You then have access to pydantic data validation as well:
  
@dataclasses.dataclass(frozen=True)
class LoudPet:
    name: str

    @validator('name')
    def set_name(cls, v):
        return v.upper() + "!!!"

my_cat = LoudPet(name="Spots II: Son of Spots")
  
Produces:
  
LoudPet(name='SPOTS II: SON OF SPOTS!!!')
  

Better JSON Round-Tripping for "Free" With pydantic

We deal with APIs and our bread-and-butter is writing HTTP-based, RESTful services. This means a large part of what we do is translating data models to/from JSON as they interchange between various systems written in various languages and frameworks.

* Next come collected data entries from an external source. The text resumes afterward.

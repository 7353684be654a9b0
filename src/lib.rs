// Lottery ticket checking: OCR text in, prize verdict out.
pub mod api;
pub mod checker;
pub mod config;
pub mod database;
pub mod error;
pub mod ocr;
pub mod result_checker;
pub mod ticket;
pub mod types;
pub mod utils;
pub mod validation;
pub mod winning_numbers;

pub use checker::*;
pub use error::{CheckError, ErrorKind, RecordError};
pub use ticket::*;
pub use types::*;
pub use winning_numbers::*;
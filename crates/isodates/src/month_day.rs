//! The month/day grammar: `--MM-DD` with optional zero padding.

use chrono::DateTime;
use chrono_tz::Tz;
use serde::Serialize;

use crate::error::{IsoError, Result};
use crate::{fields, normalize, project};

/// A month and day with no year attached. Normalized against a reference
/// leap year, so February 29 is representable and day overflow has already
/// rolled forward.
#[derive(Debug, Clone, Copy, PartialEq, Eq, Serialize)]
pub struct MonthDay {
    /// 1 = January.
    pub month: u32,
    pub day: u32,
}

fn invalid_format(input: &str) -> IsoError {
    IsoError::InvalidFormat {
        expected: "--MM-DD",
        input: input.to_string(),
    }
}

/// Parse an ISO-formatted month/day string (e.g. `"--04-01"` is April 1)
/// into the month and day it represents.
///
/// Both components may appear unpadded, so all of `"--3-1"`, `"--03-1"`,
/// `"--3-01"`, and `"--03-01"` are valid. Because the month can be one or
/// two digits, the recognizer locates the month/day separator by checking
/// index 3 and then index 4.
///
/// Days past 28 are normalized in a leap year, so `"--02-29"` is kept while
/// genuine overflow rolls forward into later months.
///
/// # Examples
///
/// ```
/// use isodates::parse_month_day;
///
/// let md = parse_month_day("--04-01").unwrap();
/// assert_eq!((md.month, md.day), (4, 1));
///
/// // Automatic rollover into subsequent months
/// let md = parse_month_day("--01-34").unwrap();
/// assert_eq!((md.month, md.day), (2, 3));
/// ```
pub fn parse_month_day(input: &str) -> Result<MonthDay> {
    let bytes = input.as_bytes();

    // All valid inputs are between 5 and 7 chars: "--3-1" up to "--03-01"
    if !(5..=7).contains(&bytes.len()) || !input.is_ascii() {
        return Err(invalid_format(input));
    }
    let (month_text, day_text) = if bytes[3] == b'-' {
        // Month not padded: "--3-27", "--3-05", "--3-5"
        (&input[2..3], &input[4..])
    } else if bytes[4] == b'-' {
        // Month is padded: "--03-27", "--03-05", "--03-5"
        (&input[2..4], &input[5..])
    } else {
        return Err(invalid_format(input));
    };

    let month = fields::parse_month(month_text)?;
    let day = fields::parse_day_of_month(day_text)?;

    // Something like January 32nd is actually February 1st.
    let (month, day) = normalize::roll_month_day(month, day)?;
    Ok(MonthDay { month, day })
}

/// Midnight UTC on the parsed month/day in the given year.
pub fn parse_month_day_start(input: &str, year: i32) -> Result<DateTime<Tz>> {
    let md = parse_month_day(input)?;
    project::midnight(normalize::normalized_date(year, md.month, md.day)?, chrono_tz::UTC)
}

/// Midnight on the parsed month/day in the given year and IANA time zone.
///
/// The date is re-normalized in the target year, so `"--02-29"` projected
/// onto a non-leap year rolls to March 1 of that year.
pub fn parse_month_day_start_in(input: &str, year: i32, timezone: &str) -> Result<DateTime<Tz>> {
    let tz = project::parse_timezone(timezone, "parse month day start")?;
    let md = parse_month_day(input)?;
    project::midnight(normalize::normalized_date(year, md.month, md.day)?, tz)
}

/// 23:59:59.999999999 UTC on the parsed month/day in the given year.
pub fn parse_month_day_end(input: &str, year: i32) -> Result<DateTime<Tz>> {
    let md = parse_month_day(input)?;
    project::almost_midnight(normalize::normalized_date(year, md.month, md.day)?, chrono_tz::UTC)
}

/// 23:59:59.999999999 on the parsed month/day in the given year and IANA
/// time zone.
pub fn parse_month_day_end_in(input: &str, year: i32, timezone: &str) -> Result<DateTime<Tz>> {
    let tz = project::parse_timezone(timezone, "parse month day end")?;
    let md = parse_month_day(input)?;
    project::almost_midnight(normalize::normalized_date(year, md.month, md.day)?, tz)
}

By moving to pydantic, we get type coercion in our data structures, so for fields that are datetimes or UUIDs coming from a JSON struct (where they are usually downcast to string) it will do the right thing and coerce to those types, unlike plain dataclasses.

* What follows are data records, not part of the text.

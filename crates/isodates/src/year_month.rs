//! The year/month grammar: `YYYY-MM`, with an optional `+`/`-` year prefix.

use chrono::{DateTime, NaiveDate};
use chrono_tz::Tz;
use serde::Serialize;

use crate::error::{IsoError, Result};
use crate::{fields, project};

/// A year and month. The year may be zero or negative (proleptic Gregorian,
/// astronomical year numbering) when the signed-prefix variant is used.
#[derive(Debug, Clone, Copy, PartialEq, Eq, Serialize)]
pub struct YearMonth {
    pub year: i32,
    /// 1 = January.
    pub month: u32,
}

fn invalid_format(input: &str) -> IsoError {
    IsoError::InvalidFormat {
        expected: "[+-]YYYY-MM",
        input: input.to_string(),
    }
}

/// Parse an ISO year/month string such as `"2019-04"` into its components.
/// The 8-character variant prefixes the year with `+` or `-`; any other
/// leading character is invalid, even another digit, so `"02019-01"` is
/// rejected.
///
/// # Examples
///
/// ```
/// use isodates::parse_year_month;
///
/// let ym = parse_year_month("2019-04").unwrap();
/// assert_eq!((ym.year, ym.month), (2019, 4));
///
/// let ym = parse_year_month("-0001-01").unwrap();
/// assert_eq!((ym.year, ym.month), (-1, 1));
/// ```
pub fn parse_year_month(input: &str) -> Result<YearMonth> {
    let bytes = input.as_bytes();
    if !(7..=8).contains(&bytes.len()) || !input.is_ascii() {
        return Err(invalid_format(input));
    }

    let (year_text, month_text) = if bytes.len() == 8 {
        if bytes[5] != b'-' {
            return Err(invalid_format(input));
        }
        match bytes[0] {
            b'+' => (&input[1..5], &input[6..]),
            // Keep the sign so the year parses as negative
            b'-' => (&input[..5], &input[6..]),
            _ => return Err(invalid_format(input)),
        }
    } else {
        if bytes[4] != b'-' {
            return Err(invalid_format(input));
        }
        (&input[..4], &input[5..])
    };

    let year = fields::parse_year(year_text)?;
    let month = fields::parse_month(month_text)?;
    Ok(YearMonth { year, month })
}

/// Midnight UTC on the first day of the parsed year/month.
pub fn parse_year_month_start(input: &str) -> Result<DateTime<Tz>> {
    let ym = parse_year_month(input)?;
    project::midnight(first_of_month(ym)?, chrono_tz::UTC)
}

/// Midnight on the first day of the parsed year/month in the given IANA
/// time zone.
pub fn parse_year_month_start_in(input: &str, timezone: &str) -> Result<DateTime<Tz>> {
    let tz = project::parse_timezone(timezone, "parse year month start")?;
    let ym = parse_year_month(input)?;
    project::midnight(first_of_month(ym)?, tz)
}

/// 23:59:59.999999999 UTC on the last day of the parsed year/month.
pub fn parse_year_month_end(input: &str) -> Result<DateTime<Tz>> {
    let ym = parse_year_month(input)?;
    project::almost_midnight(last_of_month(ym)?, chrono_tz::UTC)
}

/// 23:59:59.999999999 on the last day of the parsed year/month in the given
/// IANA time zone.
pub fn parse_year_month_end_in(input: &str, timezone: &str) -> Result<DateTime<Tz>> {
    let tz = project::parse_timezone(timezone, "parse year month end")?;
    let ym = parse_year_month(input)?;
    project::almost_midnight(last_of_month(ym)?, tz)
}

fn first_of_month(ym: YearMonth) -> Result<NaiveDate> {
    NaiveDate::from_ymd_opt(ym.year, ym.month, 1)
        .ok_or_else(|| IsoError::InvalidDatetime(format!("{:04}-{:02}", ym.year, ym.month)))
}

/// Last day of the month: the day before the first of the next month, which
/// handles leap Februaries without a day table.
fn last_of_month(ym: YearMonth) -> Result<NaiveDate> {
    let (year, month) = if ym.month == 12 {
        (ym.year + 1, 1)
    } else {
        (ym.year, ym.month + 1)
    };
    NaiveDate::from_ymd_opt(year, month, 1)
        .and_then(|first_next| first_next.pred_opt())
        .ok_or_else(|| IsoError::InvalidDatetime(format!("{:04}-{:02}", ym.year, ym.month)))
}

#[cfg(test)]
mod tests {
    use super::*;
    use crate::testutil::{assert_almost_midnight, assert_midnight, LOS_ANGELES, NEW_YORK};

    fn succeeds(input: &str, year: i32, month: u32) {
        let ym = parse_year_month(input).unwrap();
        assert_eq!((ym.year, ym.month), (year, month), "input: {input}");
    }

    fn fails(input: &str) {
        assert!(parse_year_month(input).is_err(), "expected failure: {input}");
    }

    #[test]
    fn test_parse_year_month_rejects_bad_shapes() {
        fails("");
        fails("not valid");
        fails("------");
        fails("01-2019");
        fails("2019/01");
        fails("+2000/01");
        fails("123456789");
        fails("2019-01-03"); // good ISO date, not a good ISO year/month
    }

    #[test]
    fn test_parse_year_month_rejects_bad_fields() {
        fails("2019--1"); // -1 not a valid month
        fails("2019-13");
        fails("2019-00");
        fails("2019-"); // month must be padded
        fails("2019-5"); // month must be padded
        fails("123-05"); // year must be padded
        fails("23-05");
        fails("3-05");
        fails("2019-O1"); // an "oh", not a zero
        fails("2019-xx");
        fails("xxxx-03");
    }

    #[test]
    fn test_parse_year_month_prefix_must_be_sign() {
        fails("02019-01");
        fails("2019--01");
        fails("_2019-01");
        fails("x2019-01");
    }

    #[test]
    fn test_parse_year_month_unsigned() {
        succeeds("2000-01", 2000, 1);
        succeeds("2000-11", 2000, 11);
        succeeds("2019-11", 2019, 11);
        succeeds("1215-06", 1215, 6);
        succeeds("0123-12", 123, 12);
        succeeds("0012-12", 12, 12);
        succeeds("0001-01", 1, 1);
        succeeds("0000-01", 0, 1);
    }

    #[test]
    fn test_parse_year_month_plus_prefix() {
        succeeds("+2000-01", 2000, 1);
        succeeds("+2019-11", 2019, 11);
        succeeds("+0123-12", 123, 12);
        succeeds("+0001-12", 1, 12);
        succeeds("+0000-01", 0, 1);
    }

    #[test]
    fn test_parse_year_month_minus_prefix() {
        succeeds("-2000-01", -2000, 1);
        succeeds("-2019-11", -2019, 11);
        succeeds("-1215-06", -1215, 6);
        succeeds("-0123-12", -123, 12);
        succeeds("-0001-12", -1, 12);
        succeeds("-0001-01", -1, 1);
        succeeds("-0000-01", 0, 1);
    }

    #[test]
    fn test_parse_year_month_start() {
        let dt = parse_year_month_start("2000-01").unwrap();
        assert_midnight(dt, chrono_tz::UTC, 2000, 1, 1);
        let dt = parse_year_month_start("2003-12").unwrap();
        assert_midnight(dt, chrono_tz::UTC, 2003, 12, 1);
        assert!(parse_year_month_start("2019/01").is_err());
    }

    #[test]
    fn test_parse_year_month_start_in() {
        let dt = parse_year_month_start_in("2019-01", "America/New_York").unwrap();
        assert_midnight(dt, NEW_YORK, 2019, 1, 1);
        let dt = parse_year_month_start_in("2000-12", "America/Los_Angeles").unwrap();
        assert_midnight(dt, LOS_ANGELES, 2000, 12, 1);
    }

    #[test]
    fn test_parse_year_month_end_picks_last_day() {
        let cases = [
            ("2000-01", 2000, 1, 31),
            ("2019-01", 2019, 1, 31),
            ("2000-04", 2000, 4, 30),
            ("2000-02", 2000, 2, 29), // leap year
            ("2003-02", 2003, 2, 28),
            ("2000-12", 2000, 12, 31),
            ("2013-12", 2013, 12, 31),
        ];
        for (input, year, month, day) in cases {
            let dt = parse_year_month_end(input).unwrap();
            assert_almost_midnight(dt, chrono_tz::UTC, year, month, day);
        }
    }

    #[test]
    fn test_parse_year_month_end_in() {
        let dt = parse_year_month_end_in("2000-02", "America/New_York").unwrap();
        assert_almost_midnight(dt, NEW_YORK, 2000, 2, 29);
        let dt = parse_year_month_end_in("2003-02", "America/Los_Angeles").unwrap();
        assert_almost_midnight(dt, LOS_ANGELES, 2003, 2, 28);
    }

    #[test]
    fn test_missing_timezone_is_configuration_error() {
        assert_eq!(
            parse_year_month_start_in("2019-01", ""),
            Err(IsoError::MissingTimezone("parse year month start"))
        );
        assert_eq!(
            parse_year_month_end_in("2019-01", ""),
            Err(IsoError::MissingTimezone("parse year month end"))
        );
    }
}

pydantic also has a default JSON encoder that will attempt to do the right thing with some common datatypes (looking at datetime and uuid again). You might still need to write your own encoder to handle your own datatypes, but you can base it on pydantic's as a starting point.
  
from pydantic.json import pydantic_encoder
return_json: str = json.dumps(my_pet, default=pydantic_encoder)
  

Enumerations

Related to Dataclasses are proper enumeration support in the Python Standard Library.
  
class ManifestState(enum.Enum):
    # Standard JIT unmanifested shipment
    UNMANIFESTED = 0

    # Standard JIT manifested shipment
    MANIFESTED = 1

    # Shipment has some error to signal the manifester to ignore
    ERROR = 2
  

This means you can use ManifestState.MANIFESTED.value instead of a literal value, and you can group your constants into a single namespace. It also has nice validation like making sure the same constant isn't reused and adding auto-incrementing values for int values so you don't have to do it manually.

Putting it all together

Imagine the following set of endpoints:

EndpointFunction
/shipmentCreate a new shipment object
/shipment/:idFetch a shipment object by ID
We can model a Shipment:
  
@dataclass
class Address:
    recipient: str
    line1: str
    line2: str | None
    zip: str | None
    city: str | None
    state: str | None
    country: str

class ShipmentState(enum.Enum):
    NEW = "New Shipment"
    IN_TRANSIT = "In Transit"
    DELIVERED = "Delivered"
    RETURNED = "Returned"
    ERROR = "Error"

@dataclass
class Shipment:
    from_address: Address
    to_address: Address
    weight_in_ounces: int
    state: ShipmentState = ShipmentState.NEW    
  
And then POST to an endpoint:
  
@post('/shipment')
def create_shipment(request):
    # Validation, safety, etc left as an exercise for the reader
    new_shipment = Shipment(**json.loads(request.body))
    shipment_id: uuid.UUID = database_module.create_shipment(new_shipment)

    return json.dumps({'id': shipment_id}, default=pydantic_encoder)    
  
And to fetch:
  
from pydantic import validate_arguments

@get('/shipment/{shipment_id}')
@validate_arguments
def get_shipment(request, shipment_id: UUID):
    # 404s, authentication, etc left as an exercise for the reader
    shipment_object: Shipment = database_module.get_shipment(new_shipment)
    return json.dumps(dataclasses.asdict(shipment_object), default=pydantic_encoder)       
  

Conclusion

The Python language is still progressing and improving. Recent versions have added plenty of value, both in terms of new functionality and improved behavior on existing functionality. Using these new features can make code cleaner, easier to read, easier to be confident about, and generally less painful to maintain.